Not that anyone familiar with the Philadelphia quintet would expect Jesus Piece to fuck around on their second album. Their debut Only Self was an instant classic of hardcore that typically gets hyphenated with some act of physical violence – “beatdown,” “slam,” and so forth. It was also Stereogum’s top hardcore album of the year, but that was in 2018. I don’t think we need to recap everything that transformed hardcore in the five years since; all you need to know is that Soul Glo and Knocked Loose are playing Coachella this weekend.

But even beyond the bottle-up-and-explode impact of the pandemic and Glow On, both Heard and drummer Luis Aponte have expanded Jesus Piece’s horizons; Heard joined metalgaze institution Nothing as a bassist, while Aponte was recruited by Charli XCX for her Saturday Night Live performance. If this seems like an outrageous miscasting for a metal/hardcore drummer, consider Aponte’s multi-hyphenate hustle as an electronic musician (LU2K) and fashion model for the NYC menswear band Noah.

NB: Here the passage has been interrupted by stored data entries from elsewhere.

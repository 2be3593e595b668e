use crate::schema::{appointments, stylist_unavailabilities};
use chrono::{DateTime, NaiveDate, NaiveTime, Utc};
use diesel::prelude::{Insertable, Queryable};
use lazy_static::lazy_static;
use regex::Regex;
use serde::{Deserialize, Serialize};
use uuid::Uuid;
use validator::Validate;

lazy_static! {
    static ref PHONE_REGEX: Regex = Regex::new(r"^\+?[0-9 ()./-]{6,20}$").unwrap();
}

/// Reference data: a bookable service with a fixed price.
#[derive(Debug, Clone, PartialEq, Serialize, Deserialize)]
pub struct Service {
    pub id: i32,
    pub name: String,
    pub price: u32,
}

/// Reference data: a stylist who can be booked while active.
#[derive(Debug, Clone, PartialEq, Serialize, Deserialize)]
pub struct Stylist {
    pub id: i32,
    pub name: String,
    pub active: bool,
    pub specialty: Option<String>,
    pub bio: Option<String>,
}

/// A committed booking. Per stylist, at most one appointment may exist
/// for a given start instant.
#[derive(Debug, Clone, PartialEq, Serialize, Deserialize, Queryable, Insertable)]
#[diesel(table_name = appointments)]
pub struct Appointment {
    pub id: Uuid,
    pub start_time: DateTime<Utc>,
    pub full_name: String,
    pub email: String,
    pub phone: Option<String>,
    pub service_id: i32,
    pub stylist_id: i32,
}

/// An administrator-declared interval `[start_time, end_time)` during
/// which a stylist cannot be booked. Invariant: `end_time > start_time`.
#[derive(Debug, Clone, PartialEq, Serialize, Deserialize, Queryable, Insertable)]
#[diesel(table_name = stylist_unavailabilities)]
pub struct UnavailabilityRange {
    pub id: Uuid,
    pub stylist_id: i32,
    pub start_time: DateTime<Utc>,
    pub end_time: DateTime<Utc>,
}

impl UnavailabilityRange {
    /// Half-open containment: the end instant itself is bookable.
    pub fn contains(&self, instant: DateTime<Utc>) -> bool {
        self.start_time <= instant && instant < self.end_time
    }
}

#[derive(Debug, Clone, Serialize, Deserialize, Validate)]
pub struct BookingRequest {
    pub service_id: i32,
    pub stylist_id: i32,
    pub start_time: DateTime<Utc>,
    #[validate(length(min = 1, max = 120))]
    pub full_name: String,
    #[validate(email)]
    pub email: String,
    #[validate(regex(path = *PHONE_REGEX))]
    pub phone: Option<String>,
}

/// Display payload shown to the customer on either booking outcome.
#[derive(Debug, Clone, PartialEq, Serialize, Deserialize)]
pub struct BookingConfirmation {
    pub customer_name: String,
    pub service_name: String,
    pub stylist_name: String,
    pub date_text: String,
    pub time_text: String,
}

impl BookingConfirmation {
    pub fn new(
        customer_name: &str,
        service_name: &str,
        stylist_name: &str,
        start_time: DateTime<Utc>,
    ) -> Self {
        Self {
            customer_name: customer_name.to_owned(),
            service_name: service_name.to_owned(),
            stylist_name: stylist_name.to_owned(),
            date_text: start_time.format("%A, %b %-d, %Y").to_string(),
            time_text: start_time.format("%H:%M").to_string(),
        }
    }
}

/// Both variants carry the same payload: the caller is not told whether a
/// conflict came from an appointment or an unavailability range.
#[derive(Debug, Clone, PartialEq, Serialize, Deserialize)]
#[serde(tag = "status", rename_all = "snake_case")]
pub enum BookingOutcome {
    Booked(BookingConfirmation),
    SlotUnavailable(BookingConfirmation),
}

/// Opening hours of the shop, applied when resolving unavailability forms.
#[derive(Debug, Clone, Copy, PartialEq)]
pub struct BusinessHours {
    pub open: NaiveTime,
    pub close: NaiveTime,
}

impl Default for BusinessHours {
    fn default() -> Self {
        Self {
            open: NaiveTime::from_hms_opt(9, 0, 0).unwrap(),
            close: NaiveTime::from_hms_opt(17, 0, 0).unwrap(),
        }
    }
}

impl BusinessHours {
    pub fn from_hours(open: u32, close: u32) -> Self {
        Self {
            open: NaiveTime::from_hms_opt(open, 0, 0).unwrap_or_default(),
            close: NaiveTime::from_hms_opt(close, 0, 0).unwrap_or_default(),
        }
    }

    /// Clamp a time of day into the opening window.
    pub fn clamp(&self, time: NaiveTime) -> NaiveTime {
        if time < self.open {
            self.open
        } else if time > self.close {
            self.close
        } else {
            time
        }
    }
}

/// Admin form for declaring an unavailability range. An all-day side
/// resolves to the business open/close instant of its date.
#[derive(Debug, Clone, Serialize, Deserialize)]
pub struct UnavailabilityForm {
    pub stylist_id: i32,
    pub start_date: NaiveDate,
    #[serde(default)]
    pub start_time: Option<NaiveTime>,
    #[serde(default)]
    pub start_all_day: bool,
    pub end_date: NaiveDate,
    #[serde(default)]
    pub end_time: Option<NaiveTime>,
    #[serde(default)]
    pub end_all_day: bool,
}

#[derive(Debug, Clone, PartialEq, Serialize, Deserialize)]
pub struct CalendarRow {
    pub appointment_id: Uuid,
    pub start_time: DateTime<Utc>,
    pub full_name: String,
    pub service: String,
    pub email: String,
    pub phone: Option<String>,
}

#[derive(Debug, Clone, PartialEq, Serialize, Deserialize)]
pub struct UnavailabilityRow {
    pub id: Uuid,
    pub stylist_name: String,
    pub start_time: DateTime<Utc>,
    pub end_time: DateTime<Utc>,
}

/// The admin calendar: appointments and unavailability ranges with
/// resolved display names, each ordered by start instant.
#[derive(Debug, Clone, Default, PartialEq, Serialize, Deserialize)]
pub struct CalendarSnapshot {
    pub rows: Vec<CalendarRow>,
    pub unavailabilities: Vec<UnavailabilityRow>,
}

#[cfg(test)]
mod test {
    use super::*;
    use chrono::TimeZone;

    #[test]
    fn confirmation_formats_date_and_time() {
        let start = Utc.with_ymd_and_hms(2030, 6, 3, 9, 30, 0).unwrap();
        let confirmation = BookingConfirmation::new("Stefan", "Haircut", "Alex", start);
        assert_eq!(confirmation.date_text, "Monday, Jun 3, 2030");
        assert_eq!(confirmation.time_text, "09:30");
    }

    #[test]
    fn range_end_is_exclusive() {
        let range = UnavailabilityRange {
            id: Uuid::new_v4(),
            stylist_id: 1,
            start_time: Utc.with_ymd_and_hms(2030, 6, 3, 9, 0, 0).unwrap(),
            end_time: Utc.with_ymd_and_hms(2030, 6, 3, 12, 0, 0).unwrap(),
        };
        assert!(range.contains(Utc.with_ymd_and_hms(2030, 6, 3, 9, 0, 0).unwrap()));
        assert!(range.contains(Utc.with_ymd_and_hms(2030, 6, 3, 10, 0, 0).unwrap()));
        assert!(!range.contains(Utc.with_ymd_and_hms(2030, 6, 3, 12, 0, 0).unwrap()));
    }

    #[test]
    fn booking_request_validation() {
        let request = BookingRequest {
            service_id: 1,
            stylist_id: 1,
            start_time: Utc::now(),
            full_name: "Stefan".into(),
            email: "stefan@example.com".into(),
            phone: Some("+43 660 1234567".into()),
        };
        assert!(request.validate().is_ok());

        let bad_email = BookingRequest {
            email: "not-an-email".into(),
            ..request.clone()
        };
        assert!(bad_email.validate().is_err());

        let bad_phone = BookingRequest {
            phone: Some("call me".into()),
            ..request.clone()
        };
        assert!(bad_phone.validate().is_err());

        let no_phone = BookingRequest {
            phone: None,
            ..request
        };
        assert!(no_phone.validate().is_ok());
    }
}
use std::time::Duration;

use crate::{
    catalog::Catalog, configuration::Configuration, configuration_handler::ConfigurationHandler,
    database_interface::DatabaseInterface, http::create_app, local_store::LocalStore,
    scheduler::Scheduler,
};
use tokio::time::sleep;
use tracing::{error, info};
use tracing_subscriber::EnvFilter;

mod backend;
mod catalog;
mod configuration;
mod configuration_handler;
mod database_interface;
mod error;
mod http;
mod local_store;
mod scheduler;
mod schema;
#[cfg(test)]
mod testutils;
mod types;

#[tokio::main]
async fn main() {
    tracing_subscriber::fmt()
        .with_env_filter(EnvFilter::from_default_env())
        .init();

    println!("#################");
    println!("# Salon Booking #");
    println!("#################");

    let configuration = ConfigurationHandler::parse_arguments();

    let address = format!("0.0.0.0:{}", configuration.port());
    println!("Accessible at:\n{}", address.clone());
    let listener = tokio::net::TcpListener::bind(address).await.unwrap();

    let app = if let Some(database_url) = configuration.database_url() {
        let store = loop {
            match DatabaseInterface::new(&database_url) {
                Ok(store) => {
                    info!("Successfully connected to database");
                    break store;
                }
                Err(err) => {
                    error!(?err, "Failed to establish database connection: {database_url}. Retry in 1 sec. You may want to restart with the database disabled (impersistent appointments).");
                    sleep(Duration::from_secs(1)).await;
                }
            }
        };
        let scheduler = Scheduler::new(
            store,
            Catalog::default(),
            configuration.business_hours(),
            configuration.granularity_minutes(),
        );
        create_app(scheduler, configuration)
    } else {
        let store = LocalStore::default();
        let scheduler = Scheduler::new(
            store,
            Catalog::default(),
            configuration.business_hours(),
            configuration.granularity_minutes(),
        );
        create_app(scheduler, configuration)
    };

    axum::serve(listener, app).await.unwrap();
}
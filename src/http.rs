use crate::backend::ScheduleStore;
use crate::configuration::Configuration;
use crate::error::BookingError;
use crate::scheduler::Scheduler;
use crate::types::{BookingOutcome, BookingRequest, UnavailabilityForm};
use axum::extract::{Query, Request, State};
use axum::middleware::{self, Next};
use axum::response::sse::{Event, KeepAlive, Sse};
use axum::response::{IntoResponse, Response};
use axum::{
    http::StatusCode,
    routing::{get, post},
    Json, Router,
};
use axum_valid::Valid;
use futures::{Stream, StreamExt};
use serde::{Deserialize, Serialize};
use tower_http::cors::{Any, CorsLayer};
use uuid::Uuid;

#[derive(Clone)]
pub struct AppState<S: ScheduleStore, C: Configuration> {
    pub scheduler: Scheduler<S>,
    pub configuration: C,
}

#[derive(Debug, Clone, Serialize, Deserialize)]
struct DeleteRequest {
    id: Uuid,
}

#[derive(Debug, Clone, Serialize, Deserialize)]
struct ReminderRequest {
    appointment_id: Uuid,
}

#[derive(Debug, Clone, Serialize, Deserialize)]
struct CalendarQuery {
    stylist_id: Option<i32>,
}

pub fn create_app<S: ScheduleStore, C: Configuration>(
    scheduler: Scheduler<S>,
    configuration: C,
) -> Router {
    let cors = CorsLayer::new()
        .allow_origin(Any)
        .allow_methods(Any)
        .allow_headers(Any);

    let state = AppState {
        scheduler,
        configuration,
    };

    let public = Router::new()
        .route("/services", get(get_services))
        .route("/stylists", get(get_stylists))
        .route("/book", post(book_appointment))
        .route("/calendar/stream", get(stream_calendar));

    let admin = Router::new()
        .route("/calendar", get(get_calendar))
        .route("/unavailability", post(add_unavailability))
        .route("/unavailability/remove", post(remove_unavailability))
        .route("/appointments/remove", post(remove_appointment))
        .route("/remind", post(send_reminder))
        .route_layer(middleware::from_fn_with_state(state.clone(), admin_auth));

    Router::new()
        .merge(public)
        .merge(admin)
        .with_state(state)
        .layer(cors)
}

/// The schedule-management capability check: admin routes require the
/// shared password header. Identity and roles stay outside this service.
async fn admin_auth<S: ScheduleStore, C: Configuration>(
    State(state): State<AppState<S, C>>,
    request: Request,
    next: Next,
) -> Result<Response, (StatusCode, String)> {
    if let Some(auth_header) = request.headers().get("x-admin-password") {
        if auth_header.to_str().unwrap_or("") != state.configuration.password() {
            return Err((StatusCode::UNAUTHORIZED, "Unauthorized".to_string()));
        }
    } else {
        return Err((StatusCode::UNAUTHORIZED, "Missing credentials".to_string()));
    }
    Ok(next.run(request).await)
}

async fn get_services<S: ScheduleStore, C: Configuration>(
    State(state): State<AppState<S, C>>,
) -> impl IntoResponse {
    Json(state.scheduler.catalog().services().to_vec())
}

async fn get_stylists<S: ScheduleStore, C: Configuration>(
    State(state): State<AppState<S, C>>,
) -> impl IntoResponse {
    Json(state.scheduler.catalog().stylists().to_vec())
}

async fn book_appointment<S: ScheduleStore, C: Configuration>(
    State(state): State<AppState<S, C>>,
    Valid(Json(booking)): Valid<Json<BookingRequest>>,
) -> Response {
    match state.scheduler.attempt_booking(&booking) {
        Ok(outcome @ BookingOutcome::Booked(_)) => (StatusCode::OK, Json(outcome)).into_response(),
        Ok(outcome @ BookingOutcome::SlotUnavailable(_)) => {
            (StatusCode::CONFLICT, Json(outcome)).into_response()
        }
        Err(err) => err.into_response(),
    }
}

async fn get_calendar<S: ScheduleStore, C: Configuration>(
    State(state): State<AppState<S, C>>,
    Query(query): Query<CalendarQuery>,
) -> Response {
    match state.scheduler.calendar(query.stylist_id) {
        Ok(snapshot) => Json(snapshot).into_response(),
        Err(err) => BookingError::Storage(err).into_response(),
    }
}

async fn stream_calendar<S: ScheduleStore, C: Configuration>(
    State(state): State<AppState<S, C>>,
) -> Sse<impl Stream<Item = Result<Event, axum::Error>>> {
    let stream = state
        .scheduler
        .calendar_stream()
        .map(|snapshot| Event::default().json_data(&snapshot));
    Sse::new(stream).keep_alive(KeepAlive::default())
}

async fn add_unavailability<S: ScheduleStore, C: Configuration>(
    State(state): State<AppState<S, C>>,
    Json(form): Json<UnavailabilityForm>,
) -> Response {
    match state.scheduler.create_unavailability(&form) {
        Ok(()) => (StatusCode::OK, "Unavailability recorded".to_string()).into_response(),
        Err(err) => err.into_response(),
    }
}

async fn remove_unavailability<S: ScheduleStore, C: Configuration>(
    State(state): State<AppState<S, C>>,
    Json(request): Json<DeleteRequest>,
) -> Response {
    match state.scheduler.remove_unavailability(request.id) {
        Ok(()) => {
            (StatusCode::OK, "Unavailability removed successfully".to_string()).into_response()
        }
        Err(err) => BookingError::Storage(err).into_response(),
    }
}

async fn remove_appointment<S: ScheduleStore, C: Configuration>(
    State(state): State<AppState<S, C>>,
    Json(request): Json<DeleteRequest>,
) -> Response {
    match state.scheduler.remove_appointment(request.id) {
        Ok(()) => (StatusCode::OK, "Appointment removed successfully".to_string()).into_response(),
        Err(err) => BookingError::Storage(err).into_response(),
    }
}

async fn send_reminder<S: ScheduleStore, C: Configuration>(
    State(state): State<AppState<S, C>>,
    Json(request): Json<ReminderRequest>,
) -> Response {
    match state.scheduler.log_reminder(request.appointment_id) {
        Ok(true) => (StatusCode::OK, "Reminder logged".to_string()).into_response(),
        Ok(false) => (StatusCode::NOT_FOUND, "Appointment not found".to_string()).into_response(),
        Err(err) => BookingError::Storage(err).into_response(),
    }
}
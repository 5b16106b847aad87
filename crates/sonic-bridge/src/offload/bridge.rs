use super::types::{ForwardDescriptor, MulticastOffload, OffloadDecision};
use crate::audit::{AuditCategory, AuditOutcome, AuditRecord};
use crate::frame::IngressStamp;
use crate::ports::PortMask;
use crate::stats::BridgeStats;
use crate::{audit_log, debug_log, warn_log};
use sonic_bridge_types::FlowKey;
use std::sync::Arc;

/// Mirrors multicast forwarding decisions into the hardware table.
///
/// Advisory only: it never touches frames. Every driver failure degrades
/// to [`OffloadDecision::NotApplicable`] and the frame stays on the
/// software path.
pub struct HardwareOffloadBridge {
    enabled: bool,
    bridge: String,
    driver: Arc<dyn MulticastOffload>,
    stats: Arc<BridgeStats>,
}

impl std::fmt::Debug for HardwareOffloadBridge {
    fn fmt(&self, f: &mut std::fmt::Formatter<'_>) -> std::fmt::Result {
        f.debug_struct("HardwareOffloadBridge")
            .field("enabled", &self.enabled)
            .field("bridge", &self.bridge)
            .finish_non_exhaustive()
    }
}

impl HardwareOffloadBridge {
    pub fn new(
        enabled: bool,
        bridge: impl Into<String>,
        driver: Arc<dyn MulticastOffload>,
        stats: Arc<BridgeStats>,
    ) -> Self {
        Self {
            enabled,
            bridge: bridge.into(),
            driver,
            stats,
        }
    }

    pub fn is_enabled(&self) -> bool {
        self.enabled
    }

    fn applies(&self, key: &FlowKey, ingress: &IngressStamp) -> bool {
        self.enabled && ingress.hw_backed && !key.group.is_reserved()
    }

    /// Tries to hand a known flow to hardware.
    ///
    /// `membership` is the flow's software delivery set and `hw_mask` the
    /// ports the switch can reach. The ingress port is never part of the
    /// programmed mask.
    pub fn try_accelerate(
        &self,
        key: &FlowKey,
        ingress: &IngressStamp,
        membership: PortMask,
        hw_mask: PortMask,
    ) -> OffloadDecision {
        if !self.applies(key, ingress) {
            return OffloadDecision::NotApplicable;
        }

        if let Some(existing) = self.driver.find_entry(key, ingress.port) {
            if existing.in_hardware {
                return OffloadDecision::AlreadyInstalled(existing.fwd_mask);
            }
        }

        let receivers = membership.without(ingress.port);
        if receivers.is_empty() {
            return match self.driver.block_flow(key, ingress.port) {
                Ok(()) => {
                    debug_log!(
                        "HardwareOffloadBridge",
                        flow = %key,
                        "no receivers, flow blocked in hardware"
                    );
                    OffloadDecision::Blocked
                }
                Err(e) => self.failed(key, "block_flow", &e.to_string()),
            };
        }

        let fwd_mask = receivers.intersect(hw_mask);
        if fwd_mask.is_empty() {
            return OffloadDecision::NotApplicable;
        }

        let desc = ForwardDescriptor {
            bridge: self.bridge.clone(),
            key: *key,
            ingress: ingress.port,
            fwd_mask,
            to_cpu: !receivers.is_subset_of(hw_mask),
        };
        match self.driver.add_entry(&desc) {
            Ok(()) => {
                debug_log!(
                    "HardwareOffloadBridge",
                    flow = %key,
                    fwd_mask = fwd_mask.bits(),
                    to_cpu = desc.to_cpu,
                    "hardware multicast entry installed"
                );
                OffloadDecision::Installed(fwd_mask)
            }
            Err(e) => self.failed(key, "add_entry", &e.to_string()),
        }
    }

    /// Blocks a rate-limited flow in hardware and drops its forwarding
    /// entry, so further frames of the flow stop reaching software.
    /// Returns true if the block rule was installed.
    pub fn block_flow(&self, key: &FlowKey, ingress: &IngressStamp) -> bool {
        if !self.applies(key, ingress) {
            return false;
        }

        if let Err(e) = self.driver.block_flow(key, ingress.port) {
            self.failed(key, "block_flow", &e.to_string());
            return false;
        }
        if let Err(e) = self.driver.invalidate_entry(key) {
            warn_log!(
                "HardwareOffloadBridge",
                flow = %key,
                error = %e,
                "failed to invalidate hardware entry"
            );
        }

        audit_log!(AuditRecord::new(
            AuditCategory::HardwareOffload,
            "HardwareOffloadBridge",
            "block_flow"
        )
        .with_outcome(AuditOutcome::Success)
        .with_object_id(key.to_string())
        .with_object_type("multicast_flow")
        .with_details(serde_json::json!({
            "bridge": self.bridge,
            "ingress_port": ingress.port.index(),
        })));
        true
    }

    /// Drops the hardware entry of a flow, e.g. after its membership
    /// expired.
    pub fn invalidate(&self, key: &FlowKey) {
        if !self.enabled {
            return;
        }
        if let Err(e) = self.driver.invalidate_entry(key) {
            warn_log!(
                "HardwareOffloadBridge",
                flow = %key,
                error = %e,
                "failed to invalidate hardware entry"
            );
        }
    }

    fn failed(&self, key: &FlowKey, op: &str, error: &str) -> OffloadDecision {
        BridgeStats::bump(&self.stats.offload_failures);
        warn_log!(
            "HardwareOffloadBridge",
            flow = %key,
            op = op,
            error = error,
            "hardware offload failed, using software path"
        );
        OffloadDecision::NotApplicable
    }
}
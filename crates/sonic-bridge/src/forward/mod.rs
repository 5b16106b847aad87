//! ForwardingFacade - the bridge's public entry points.
//!
//! [`Bridge`] ties the port table, delivery filter, fanout engine, group
//! index, limiter and hardware adapter together behind the ingress,
//! egress, snooping and administrative interfaces.

mod bridge;
mod types;

pub use bridge::{Bridge, BridgeBuilder};
pub use types::{
    Disposition, ForwardPath, IngressDrop, MulticastOutcome, MulticastPath, Transmit,
};
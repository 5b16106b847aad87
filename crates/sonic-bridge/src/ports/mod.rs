//! PortTable - the ports attached to a bridge.
//!
//! Every port carries a stable small-integer id used as its bit in
//! [`PortMask`], the only representation multicast membership uses.
//! The table is read on every frame and written only by the
//! administrative and spanning-tree collaborators, so reads go through
//! immutable snapshots.

mod table;
mod types;

pub use table::{PortSnapshot, PortTable};
pub use types::{
    DeviceHandle, Port, PortDescriptor, PortFlags, PortId, PortMask, PortState, PortStats,
    DEFAULT_MTU, MAX_PORTS,
};
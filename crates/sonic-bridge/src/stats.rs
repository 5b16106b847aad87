//! Bridge-wide forwarding counters.

use serde::Serialize;
use std::sync::atomic::{AtomicU64, Ordering};

/// Counters updated from the data path with relaxed atomics.
#[derive(Debug, Default)]
pub struct BridgeStats {
    /// Frames handed to the transmit collaborator and accepted.
    pub delivered: AtomicU64,
    /// Frames dropped because a copy could not be made.
    pub tx_dropped: AtomicU64,
    /// Frames the transmit collaborator refused, or dropped on egress
    /// (oversize, VLAN).
    pub egress_dropped: AtomicU64,
    /// Frames that reached no eligible port.
    pub filtered: AtomicU64,
    /// Floods started (broadcast, unknown unicast, unknown multicast).
    pub flooded: AtomicU64,
    pub mcast_known: AtomicU64,
    pub mcast_unknown: AtomicU64,
    pub limiter_blocked: AtomicU64,
    /// Multicast frames whose delivery was taken over by hardware.
    pub hw_forwarded: AtomicU64,
    pub offload_failures: AtomicU64,
    /// Source addresses not learned because the forwarding database was full.
    pub fdb_full: AtomicU64,
}

/// Point-in-time copy of [`BridgeStats`].
#[derive(Debug, Clone, Copy, Default, PartialEq, Eq, Serialize)]
pub struct StatsSnapshot {
    pub delivered: u64,
    pub tx_dropped: u64,
    pub egress_dropped: u64,
    pub filtered: u64,
    pub flooded: u64,
    pub mcast_known: u64,
    pub mcast_unknown: u64,
    pub limiter_blocked: u64,
    pub hw_forwarded: u64,
    pub offload_failures: u64,
    pub fdb_full: u64,
}

impl BridgeStats {
    pub fn new() -> Self {
        Self::default()
    }

    #[inline]
    pub(crate) fn bump(counter: &AtomicU64) {
        counter.fetch_add(1, Ordering::Relaxed);
    }

    pub fn snapshot(&self) -> StatsSnapshot {
        StatsSnapshot {
            delivered: self.delivered.load(Ordering::Relaxed),
            tx_dropped: self.tx_dropped.load(Ordering::Relaxed),
            egress_dropped: self.egress_dropped.load(Ordering::Relaxed),
            filtered: self.filtered.load(Ordering::Relaxed),
            flooded: self.flooded.load(Ordering::Relaxed),
            mcast_known: self.mcast_known.load(Ordering::Relaxed),
            mcast_unknown: self.mcast_unknown.load(Ordering::Relaxed),
            limiter_blocked: self.limiter_blocked.load(Ordering::Relaxed),
            hw_forwarded: self.hw_forwarded.load(Ordering::Relaxed),
            offload_failures: self.offload_failures.load(Ordering::Relaxed),
            fdb_full: self.fdb_full.load(Ordering::Relaxed),
        }
    }
}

Though the video for lead single “An Offering To The Night” looks like it could have appeared on either Headbanger’s Ball, TRL, Yo! MTV Raps, or even Amp — notice the Aphex Twin hat that pops up during the Life Is Peachy-style breakdown — …So Unknown doesn’t strike me as a Glow On-style crossover event. It’s certainly more melodic than Only Self, in addition to being more rangy, more technical, more nü-metal, just more in general. Still, what stands out most of all is Heard’s focus on, well, focus itself. “I was very scattered, a legitimate wild man for a lot of years,” Heard shares as we take refuge within the Jesus Piece tour van while Scowl soundchecks.

Even putting Jesus Piece’s ambitions aside, Heard’s priorities have been clarified by fatherhood. “I lack certain points of focus chemically, so I have to overcompensate and cut shit out, do my part to make sure I’m staying on the straight and narrow and we’re all doing the best we can.” Heard doesn’t want to dwell on what he’s cutting out, so much as what where his attention can be directed. Just take a look at the song titles: “In Constraints,” “Tunnel Vision,” “Fear Of Failure.”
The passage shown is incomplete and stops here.